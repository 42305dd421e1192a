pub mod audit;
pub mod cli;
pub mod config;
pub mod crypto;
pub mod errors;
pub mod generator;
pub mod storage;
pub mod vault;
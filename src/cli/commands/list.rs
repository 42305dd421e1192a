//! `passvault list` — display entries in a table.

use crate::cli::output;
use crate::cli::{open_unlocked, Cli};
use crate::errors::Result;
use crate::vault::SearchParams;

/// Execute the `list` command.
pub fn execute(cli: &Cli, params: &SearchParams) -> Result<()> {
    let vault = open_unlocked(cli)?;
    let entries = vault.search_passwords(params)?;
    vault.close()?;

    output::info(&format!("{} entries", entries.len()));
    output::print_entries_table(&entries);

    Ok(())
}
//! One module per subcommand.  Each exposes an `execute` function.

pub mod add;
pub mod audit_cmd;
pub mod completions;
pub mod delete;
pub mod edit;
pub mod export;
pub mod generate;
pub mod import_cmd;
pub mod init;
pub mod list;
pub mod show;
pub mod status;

****

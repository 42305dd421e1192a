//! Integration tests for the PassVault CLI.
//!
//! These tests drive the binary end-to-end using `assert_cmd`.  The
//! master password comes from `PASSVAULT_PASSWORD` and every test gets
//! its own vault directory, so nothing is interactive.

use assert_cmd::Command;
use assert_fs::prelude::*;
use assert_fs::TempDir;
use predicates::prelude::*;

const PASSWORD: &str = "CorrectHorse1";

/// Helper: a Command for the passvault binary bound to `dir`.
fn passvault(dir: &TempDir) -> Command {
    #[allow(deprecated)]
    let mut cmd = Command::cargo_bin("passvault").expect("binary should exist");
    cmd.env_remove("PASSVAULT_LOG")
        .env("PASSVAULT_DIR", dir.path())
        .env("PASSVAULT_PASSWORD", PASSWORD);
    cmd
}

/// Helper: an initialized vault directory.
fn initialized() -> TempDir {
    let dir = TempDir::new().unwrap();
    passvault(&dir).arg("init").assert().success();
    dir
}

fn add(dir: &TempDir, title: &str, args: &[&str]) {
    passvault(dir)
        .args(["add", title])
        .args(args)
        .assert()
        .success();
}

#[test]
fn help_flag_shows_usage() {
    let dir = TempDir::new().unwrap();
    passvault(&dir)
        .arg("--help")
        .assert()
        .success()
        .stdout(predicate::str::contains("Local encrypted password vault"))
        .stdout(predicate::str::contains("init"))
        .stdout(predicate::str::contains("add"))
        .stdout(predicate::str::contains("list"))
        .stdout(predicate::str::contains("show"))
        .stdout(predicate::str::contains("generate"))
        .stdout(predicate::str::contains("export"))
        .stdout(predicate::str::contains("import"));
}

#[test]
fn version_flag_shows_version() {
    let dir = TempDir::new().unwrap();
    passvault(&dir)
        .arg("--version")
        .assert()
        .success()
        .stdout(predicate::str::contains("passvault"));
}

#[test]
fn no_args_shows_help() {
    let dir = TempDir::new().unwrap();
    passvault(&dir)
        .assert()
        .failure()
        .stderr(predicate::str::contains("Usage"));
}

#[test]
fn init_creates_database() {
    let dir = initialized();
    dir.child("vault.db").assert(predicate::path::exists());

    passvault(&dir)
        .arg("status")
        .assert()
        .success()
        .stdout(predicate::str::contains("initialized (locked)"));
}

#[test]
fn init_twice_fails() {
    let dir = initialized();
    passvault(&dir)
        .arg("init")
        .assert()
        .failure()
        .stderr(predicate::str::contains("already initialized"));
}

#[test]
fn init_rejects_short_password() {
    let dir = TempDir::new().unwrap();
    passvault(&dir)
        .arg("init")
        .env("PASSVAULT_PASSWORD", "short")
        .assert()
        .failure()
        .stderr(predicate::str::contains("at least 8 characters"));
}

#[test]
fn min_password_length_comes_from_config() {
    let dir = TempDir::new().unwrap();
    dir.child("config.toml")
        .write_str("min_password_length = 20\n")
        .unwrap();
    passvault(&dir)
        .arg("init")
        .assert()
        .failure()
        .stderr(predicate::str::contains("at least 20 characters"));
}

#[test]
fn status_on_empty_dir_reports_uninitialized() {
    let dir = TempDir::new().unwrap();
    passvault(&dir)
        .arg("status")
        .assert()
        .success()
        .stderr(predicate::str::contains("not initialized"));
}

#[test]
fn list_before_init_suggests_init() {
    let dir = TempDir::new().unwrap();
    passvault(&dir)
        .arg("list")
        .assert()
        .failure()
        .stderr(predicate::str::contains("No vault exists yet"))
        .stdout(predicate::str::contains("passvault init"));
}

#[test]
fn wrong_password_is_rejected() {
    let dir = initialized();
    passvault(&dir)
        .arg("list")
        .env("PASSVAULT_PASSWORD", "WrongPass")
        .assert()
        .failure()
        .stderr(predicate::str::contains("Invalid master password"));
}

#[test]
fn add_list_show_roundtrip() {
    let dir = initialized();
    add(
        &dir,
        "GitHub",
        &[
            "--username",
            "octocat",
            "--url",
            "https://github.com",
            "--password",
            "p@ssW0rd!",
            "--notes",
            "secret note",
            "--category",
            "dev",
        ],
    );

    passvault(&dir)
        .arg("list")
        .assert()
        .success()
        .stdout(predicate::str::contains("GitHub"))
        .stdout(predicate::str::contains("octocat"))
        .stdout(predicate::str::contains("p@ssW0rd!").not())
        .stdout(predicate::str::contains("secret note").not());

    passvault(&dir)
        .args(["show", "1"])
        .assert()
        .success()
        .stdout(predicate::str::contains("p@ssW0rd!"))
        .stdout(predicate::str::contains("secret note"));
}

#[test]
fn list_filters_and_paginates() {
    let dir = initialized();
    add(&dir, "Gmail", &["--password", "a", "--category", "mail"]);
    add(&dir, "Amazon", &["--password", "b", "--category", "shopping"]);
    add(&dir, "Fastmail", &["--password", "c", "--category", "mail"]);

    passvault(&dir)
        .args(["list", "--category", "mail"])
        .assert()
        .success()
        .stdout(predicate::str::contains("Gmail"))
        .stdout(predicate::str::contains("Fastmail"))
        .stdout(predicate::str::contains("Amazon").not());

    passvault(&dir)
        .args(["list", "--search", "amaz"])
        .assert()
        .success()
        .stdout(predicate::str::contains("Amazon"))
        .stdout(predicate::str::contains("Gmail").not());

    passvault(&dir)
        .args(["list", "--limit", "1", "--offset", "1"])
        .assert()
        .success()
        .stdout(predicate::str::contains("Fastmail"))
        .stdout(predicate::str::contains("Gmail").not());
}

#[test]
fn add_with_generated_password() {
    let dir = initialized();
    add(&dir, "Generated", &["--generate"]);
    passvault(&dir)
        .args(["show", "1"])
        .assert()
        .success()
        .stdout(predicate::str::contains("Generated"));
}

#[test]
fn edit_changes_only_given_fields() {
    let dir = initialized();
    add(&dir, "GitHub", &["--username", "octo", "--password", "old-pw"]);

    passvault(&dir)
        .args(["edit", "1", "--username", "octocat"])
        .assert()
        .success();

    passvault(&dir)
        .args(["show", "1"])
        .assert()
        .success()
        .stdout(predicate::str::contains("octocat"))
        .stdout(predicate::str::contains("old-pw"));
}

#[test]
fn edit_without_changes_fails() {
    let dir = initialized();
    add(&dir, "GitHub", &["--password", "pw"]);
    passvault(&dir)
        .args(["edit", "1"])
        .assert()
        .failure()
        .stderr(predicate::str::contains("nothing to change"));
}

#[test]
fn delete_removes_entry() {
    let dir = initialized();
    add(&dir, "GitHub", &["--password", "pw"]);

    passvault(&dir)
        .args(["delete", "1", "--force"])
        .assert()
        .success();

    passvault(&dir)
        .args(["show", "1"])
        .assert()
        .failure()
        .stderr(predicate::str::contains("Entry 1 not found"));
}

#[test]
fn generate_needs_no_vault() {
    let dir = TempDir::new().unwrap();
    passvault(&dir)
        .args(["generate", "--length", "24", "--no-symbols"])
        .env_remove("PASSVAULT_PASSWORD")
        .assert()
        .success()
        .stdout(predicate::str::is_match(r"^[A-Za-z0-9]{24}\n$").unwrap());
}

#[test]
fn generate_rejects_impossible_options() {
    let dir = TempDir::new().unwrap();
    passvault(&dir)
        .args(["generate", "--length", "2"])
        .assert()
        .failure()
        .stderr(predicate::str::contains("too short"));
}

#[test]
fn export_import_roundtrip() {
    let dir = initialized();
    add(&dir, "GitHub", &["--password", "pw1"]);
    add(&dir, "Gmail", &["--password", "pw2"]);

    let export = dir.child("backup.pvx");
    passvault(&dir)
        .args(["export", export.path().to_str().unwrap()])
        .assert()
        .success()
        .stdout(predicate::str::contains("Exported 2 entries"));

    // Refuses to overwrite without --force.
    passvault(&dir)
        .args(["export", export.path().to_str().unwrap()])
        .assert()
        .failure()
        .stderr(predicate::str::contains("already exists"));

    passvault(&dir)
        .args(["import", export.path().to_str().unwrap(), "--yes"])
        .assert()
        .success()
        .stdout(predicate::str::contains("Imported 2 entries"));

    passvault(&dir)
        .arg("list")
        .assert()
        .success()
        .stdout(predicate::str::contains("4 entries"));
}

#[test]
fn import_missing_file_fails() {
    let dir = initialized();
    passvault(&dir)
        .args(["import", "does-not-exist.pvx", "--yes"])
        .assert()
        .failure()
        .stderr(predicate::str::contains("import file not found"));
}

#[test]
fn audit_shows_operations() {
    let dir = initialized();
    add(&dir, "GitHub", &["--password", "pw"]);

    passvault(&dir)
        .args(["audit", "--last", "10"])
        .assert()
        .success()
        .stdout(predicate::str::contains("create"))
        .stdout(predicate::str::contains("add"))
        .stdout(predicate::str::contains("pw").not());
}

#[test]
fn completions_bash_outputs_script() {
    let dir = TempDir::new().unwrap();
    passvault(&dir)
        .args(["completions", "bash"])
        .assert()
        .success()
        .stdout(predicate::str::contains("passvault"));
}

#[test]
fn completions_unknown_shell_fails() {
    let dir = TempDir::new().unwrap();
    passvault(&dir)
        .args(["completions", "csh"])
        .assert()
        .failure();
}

****

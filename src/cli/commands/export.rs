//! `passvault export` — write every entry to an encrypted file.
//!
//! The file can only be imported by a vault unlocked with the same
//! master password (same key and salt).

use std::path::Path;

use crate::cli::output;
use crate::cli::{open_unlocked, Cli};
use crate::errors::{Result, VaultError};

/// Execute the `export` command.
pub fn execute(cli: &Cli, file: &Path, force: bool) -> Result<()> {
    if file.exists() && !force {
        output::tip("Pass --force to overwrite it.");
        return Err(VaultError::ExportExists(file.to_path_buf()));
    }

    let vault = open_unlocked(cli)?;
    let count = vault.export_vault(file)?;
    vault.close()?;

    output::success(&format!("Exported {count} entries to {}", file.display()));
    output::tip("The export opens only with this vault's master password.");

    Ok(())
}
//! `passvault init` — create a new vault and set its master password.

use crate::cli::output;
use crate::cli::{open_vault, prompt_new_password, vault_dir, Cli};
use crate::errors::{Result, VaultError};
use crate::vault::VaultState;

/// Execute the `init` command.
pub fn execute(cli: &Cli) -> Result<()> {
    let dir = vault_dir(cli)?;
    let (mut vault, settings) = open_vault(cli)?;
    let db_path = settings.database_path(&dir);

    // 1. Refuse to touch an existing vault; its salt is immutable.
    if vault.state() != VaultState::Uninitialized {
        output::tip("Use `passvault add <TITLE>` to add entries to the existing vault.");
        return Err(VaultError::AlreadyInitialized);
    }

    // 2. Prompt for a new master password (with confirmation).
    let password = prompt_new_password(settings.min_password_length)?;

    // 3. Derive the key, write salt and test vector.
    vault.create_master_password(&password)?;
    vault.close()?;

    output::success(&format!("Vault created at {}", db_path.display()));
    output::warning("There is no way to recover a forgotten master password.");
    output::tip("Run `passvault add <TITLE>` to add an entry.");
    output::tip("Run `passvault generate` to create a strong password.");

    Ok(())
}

****

Go through the preceding material and copy each line that has the word "settings".

    let (mut vault, settings) = open_vault(cli)?;
    let db_path = settings.database_path(&dir);
    let password = prompt_new_password(settings.min_password_length)?;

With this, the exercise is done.